Let ${\cal A}$ be the mod 2 Steenrod algebra and $D_k$ the Dickson algebra of $k$ variables. We study the Lannes–Zarati homomorphisms \[ \varphi_k:{\rm Ext}_{{\cal A}}^{k, k+i}({\bb F}_2,{\bb F}_2)\rightarrow ({\bb F}_2\otimes_{{\cal A}}D_k)^{*}_{i}, \] which correspond to an associated graded of the Hurewicz map $H:\pi^s_*(S^0)\cong\pi_*(Q_0S^0)\rightarrow H_*(Q_0S^0)$. An algebraic version of the long-standing conjecture on spherical classes predicts that $\varphi_k = 0$ in positive stems, for $k > 2$. That the conjecture is no longer valid for $k = 1$ and $2$ is respectively an exposition of the existence of Hopf invariant one classes and Kervaire invariant one classes.
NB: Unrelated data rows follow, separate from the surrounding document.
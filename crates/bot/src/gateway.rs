use futures::{SinkExt, StreamExt};
use serde::Deserialize;
use serde_json::{Value, json};
use std::sync::Arc;
use std::sync::atomic::{AtomicI64, Ordering};
use std::time::Duration;
use tokio::sync::mpsc;
use tokio::task::JoinHandle;
use tokio_tungstenite::tungstenite::protocol::Message;
use tracing::{debug, error, info, warn};
use vega_core::chat::entity::{CardAction, ChannelRef, ChatEvent, MessageRef};

/// Gateway intents: GUILDS | GUILD_MESSAGES | DIRECT_MESSAGES | MESSAGE_CONTENT.
const INTENTS: u64 = (1 << 0) | (1 << 9) | (1 << 12) | (1 << 15);

/// Reconnect backoff bounds.
const BACKOFF_MIN: Duration = Duration::from_secs(1);
const BACKOFF_MAX: Duration = Duration::from_secs(60);

/// Inbound gateway frame. `d` stays lazily typed until `t` is known.
#[derive(Debug, Deserialize)]
struct GatewayPayload {
    op: u8,
    #[serde(default)]
    d: Value,
    #[serde(default)]
    s: Option<i64>,
    #[serde(default)]
    t: Option<String>,
}

/// # Summary
/// Minimal Discord Gateway client: one WebSocket connection handling
/// HELLO/heartbeat/IDENTIFY, decoding `MESSAGE_CREATE` (text commands)
/// and `INTERACTION_CREATE` (card buttons) into [`ChatEvent`]s.
///
/// # Invariants
/// * Unknown opcodes and dispatch types are ignored, never fatal.
/// * Close or transport error tears the connection down and reconnects
///   with capped exponential backoff; events during the gap are lost.
///   The platform re-delivers nothing, consistent with the
///   at-most-once posture of the rest of the system.
pub struct DiscordGateway {
    token: String,
    gateway_url: String,
    command_prefix: String,
    events_tx: mpsc::Sender<ChatEvent>,
}

impl DiscordGateway {
    /// # Summary
    /// Creates the gateway client.
    ///
    /// # Arguments
    /// * `token` - Bot token used in IDENTIFY.
    /// * `gateway_url` - e.g. `wss://gateway.discord.gg/?v=10&encoding=json`.
    /// * `command_prefix` - Text command prefix for MESSAGE_CREATE parsing.
    /// * `events_tx` - Sink the decoded events are pushed into.
    pub fn new(
        token: String,
        gateway_url: String,
        command_prefix: String,
        events_tx: mpsc::Sender<ChatEvent>,
    ) -> Self {
        Self {
            token,
            gateway_url,
            command_prefix,
            events_tx,
        }
    }

    /// # Summary
    /// Spawns the connection supervisor: connect, run until the
    /// transport drops, back off, repeat.
    pub fn spawn(self) -> JoinHandle<()> {
        tokio::spawn(async move {
            let mut backoff = BACKOFF_MIN;
            loop {
                info!("Connecting to Discord gateway: {}", self.gateway_url);
                match tokio_tungstenite::connect_async(&self.gateway_url).await {
                    Ok((ws_stream, _)) => {
                        backoff = BACKOFF_MIN;
                        self.run_connection(ws_stream).await;
                    }
                    Err(e) => {
                        error!("Gateway connect failed: {}", e);
                    }
                }

                warn!("Gateway connection lost, reconnecting in {:?}", backoff);
                tokio::time::sleep(backoff).await;
                backoff = (backoff * 2).min(BACKOFF_MAX);
            }
        })
    }

    /// One connection's lifetime: read loop + writer + heartbeat.
    async fn run_connection(
        &self,
        ws_stream: tokio_tungstenite::WebSocketStream<
            tokio_tungstenite::MaybeTlsStream<tokio::net::TcpStream>,
        >,
    ) {
        let (mut write, mut read) = ws_stream.split();

        // 写入走独立协程，心跳与主循环共用一个出站队列
        let (out_tx, mut out_rx) = mpsc::channel::<String>(32);
        let writer = tokio::spawn(async move {
            while let Some(text) = out_rx.recv().await {
                if write.send(Message::Text(text.into())).await.is_err() {
                    break;
                }
            }
        });

        // 最近一次收到的序号，-1 表示尚无 (心跳里发 null)
        let last_seq = Arc::new(AtomicI64::new(-1));
        let mut heartbeat: Option<JoinHandle<()>> = None;

        while let Some(message) = read.next().await {
            match message {
                Ok(Message::Text(text)) => {
                    let payload: GatewayPayload = match serde_json::from_str(&text) {
                        Ok(p) => p,
                        Err(e) => {
                            warn!("Unparseable gateway frame ignored: {}", e);
                            continue;
                        }
                    };
                    if let Some(seq) = payload.s {
                        last_seq.store(seq, Ordering::Relaxed);
                    }

                    match payload.op {
                        // HELLO: 启动心跳并递交 IDENTIFY
                        10 => {
                            let interval_ms = payload.d["heartbeat_interval"].as_u64().unwrap_or(41_250);
                            heartbeat = Some(spawn_heartbeat(
                                out_tx.clone(),
                                last_seq.clone(),
                                Duration::from_millis(interval_ms),
                            ));
                            let identify = json!({
                                "op": 2,
                                "d": {
                                    "token": self.token,
                                    "intents": INTENTS,
                                    "properties": {
                                        "os": "linux",
                                        "browser": "vega",
                                        "device": "vega",
                                    },
                                },
                            });
                            if out_tx.send(identify.to_string()).await.is_err() {
                                break;
                            }
                        }
                        // 服务端主动要心跳
                        1 => {
                            let beat = heartbeat_frame(&last_seq);
                            if out_tx.send(beat).await.is_err() {
                                break;
                            }
                        }
                        // 心跳确认
                        11 => {}
                        // RECONNECT / INVALID SESSION：撕掉连接重来
                        7 | 9 => {
                            warn!("Gateway requested reconnect (op {})", payload.op);
                            break;
                        }
                        // DISPATCH
                        0 => {
                            if let (Some(event), data) = (payload.t.as_deref(), &payload.d)
                                && let Some(chat_event) =
                                    parse_dispatch(event, data, &self.command_prefix)
                                && self.events_tx.send(chat_event).await.is_err()
                            {
                                // 消费端没了，连接也没有存在的意义
                                break;
                            }
                        }
                        other => debug!("Ignoring gateway op {}", other),
                    }
                }
                Ok(Message::Ping(data)) => {
                    // tungstenite 自动回 pong，这里只为不落进兜底分支
                    debug!("Gateway ping ({} bytes)", data.len());
                }
                Ok(Message::Close(_)) => {
                    debug!("Gateway close frame received");
                    break;
                }
                Err(e) => {
                    error!("Gateway transport error: {}", e);
                    break;
                }
                _ => {}
            }
        }

        if let Some(handle) = heartbeat {
            handle.abort();
        }
        writer.abort();
    }
}

/// Builds one heartbeat frame (`d` is the last seq, or null before any).
fn heartbeat_frame(last_seq: &AtomicI64) -> String {
    let seq = last_seq.load(Ordering::Relaxed);
    let d = if seq < 0 { Value::Null } else { json!(seq) };
    json!({ "op": 1, "d": d }).to_string()
}

/// Spawns the fixed-interval heartbeat loop.
fn spawn_heartbeat(
    out_tx: mpsc::Sender<String>,
    last_seq: Arc<AtomicI64>,
    interval: Duration,
) -> JoinHandle<()> {
    tokio::spawn(async move {
        let mut ticker = tokio::time::interval(interval);
        // 第一拍立即到期，跳过它避免 HELLO 后连发两帧
        ticker.tick().await;
        loop {
            ticker.tick().await;
            if out_tx.send(heartbeat_frame(&last_seq)).await.is_err() {
                break;
            }
        }
    })
}

/// # Summary
/// Decodes one DISPATCH event into a [`ChatEvent`].
///
/// # Logic
/// * `MESSAGE_CREATE`: non-bot author + prefixed content → `Command`.
/// * `INTERACTION_CREATE`: component interaction (type 3) whose
///   `custom_id` is `<action>_<signal_id>` → `Action`.
/// * Everything else → None.
fn parse_dispatch(event: &str, data: &Value, prefix: &str) -> Option<ChatEvent> {
    match event {
        "MESSAGE_CREATE" => {
            if data["author"]["bot"].as_bool().unwrap_or(false) {
                return None;
            }
            let content = data["content"].as_str()?;
            let stripped = content.strip_prefix(prefix)?;
            let mut words = stripped.split_whitespace();
            let command = words.next()?.to_lowercase();

            Some(ChatEvent::Command {
                discord_user_id: data["author"]["id"].as_str()?.to_string(),
                channel_id: ChannelRef(data["channel_id"].as_str()?.to_string()),
                command,
                args: words.map(str::to_string).collect(),
            })
        }
        "INTERACTION_CREATE" => {
            // 3 = message component (button)
            if data["type"].as_i64() != Some(3) {
                return None;
            }
            let custom_id = data["data"]["custom_id"].as_str()?;
            let (action_word, signal_id) = custom_id.split_once('_')?;
            let action = CardAction::from_prefix(action_word)?;

            // 私信里是 user，服务器频道里是 member.user
            let user = if data["user"].is_object() {
                &data["user"]
            } else {
                &data["member"]["user"]
            };

            Some(ChatEvent::Action {
                discord_user_id: user["id"].as_str()?.to_string(),
                interaction_id: data["id"].as_str()?.to_string(),
                interaction_token: data["token"].as_str()?.to_string(),
                channel_id: ChannelRef(data["channel_id"].as_str()?.to_string()),
                message_id: MessageRef(data["message"]["id"].as_str()?.to_string()),
                action,
                signal_id: signal_id.to_string(),
            })
        }
        _ => None,
    }
}

#[cfg(test)]
mod tests {
    use super::*;

    #[test]
    fn test_parse_message_create_command() {
        let data = json!({
            "author": { "id": "disc_1", "bot": false },
            "channel_id": "chan_9",
            "content": "!signals now please",
        });
        let event = parse_dispatch("MESSAGE_CREATE", &data, "!").unwrap();
        match event {
            ChatEvent::Command { discord_user_id, channel_id, command, args } => {
                assert_eq!(discord_user_id, "disc_1");
                assert_eq!(channel_id.0, "chan_9");
                assert_eq!(command, "signals");
                assert_eq!(args, vec!["now".to_string(), "please".to_string()]);
            }
            other => panic!("Expected Command, got {:?}", other),
        }
    }

    #[test]
    fn test_parse_message_create_ignores_bots_and_plain_text() {
        let bot = json!({
            "author": { "id": "disc_1", "bot": true },
            "channel_id": "chan_9",
            "content": "!signals",
        });
        assert!(parse_dispatch("MESSAGE_CREATE", &bot, "!").is_none());

        let plain = json!({
            "author": { "id": "disc_1", "bot": false },
            "channel_id": "chan_9",
            "content": "good morning",
        });
        assert!(parse_dispatch("MESSAGE_CREATE", &plain, "!").is_none());
    }

    #[test]
    fn test_parse_interaction_create_button() {
        let data = json!({
            "type": 3,
            "id": "inter_1",
            "token": "tok_abc",
            "channel_id": "chan_9",
            "message": { "id": "msg_5" },
            "member": { "user": { "id": "disc_1" } },
            "data": { "custom_id": "confirm_sig-123" },
        });
        let event = parse_dispatch("INTERACTION_CREATE", &data, "!").unwrap();
        match event {
            ChatEvent::Action { action, signal_id, discord_user_id, message_id, .. } => {
                assert_eq!(action, CardAction::Confirm);
                assert_eq!(signal_id, "sig-123");
                assert_eq!(discord_user_id, "disc_1");
                assert_eq!(message_id.0, "msg_5");
            }
            other => panic!("Expected Action, got {:?}", other),
        }
    }

    #[test]
    fn test_parse_interaction_unknown_custom_id_ignored() {
        let data = json!({
            "type": 3,
            "id": "inter_1",
            "token": "tok_abc",
            "channel_id": "chan_9",
            "message": { "id": "msg_5" },
            "user": { "id": "disc_1" },
            "data": { "custom_id": "snooze_sig-123" },
        });
        assert!(parse_dispatch("INTERACTION_CREATE", &data, "!").is_none());
    }

    #[test]
    fn test_heartbeat_frame_null_then_seq() {
        let seq = AtomicI64::new(-1);
        let frame: Value = serde_json::from_str(&heartbeat_frame(&seq)).unwrap();
        assert_eq!(frame["op"], 1);
        assert!(frame["d"].is_null());

        seq.store(42, Ordering::Relaxed);
        let frame: Value = serde_json::from_str(&heartbeat_frame(&seq)).unwrap();
        assert_eq!(frame["d"], 42);
    }
}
This conjecture has been proved for $k = 3$ by Hu'ng ‘9’. It has been shown that $\varphi_k$ vanishes on decomposable elements for $k > 2$ ‘14’ and on the image of Singer's algebraic transfer for $k > 2$ ‘9, 12’. In this paper, we establish the conjecture for $k = 4$. To this end, our main tools include (1) an explicit chain-level representation of $\varphi_k$ and (2) a squaring operation ${\rm Sq}^0$ on $({\bb F}_2\otimes_{{\cal A}}D_k)^*$, which commutes with the classical ${\rm Sq}^0$ on ${\rm Ext}_{{\cal A}}^k({\bb F}_2,{\bb F}_2)$ through the Lannes–Zarati homomorphism.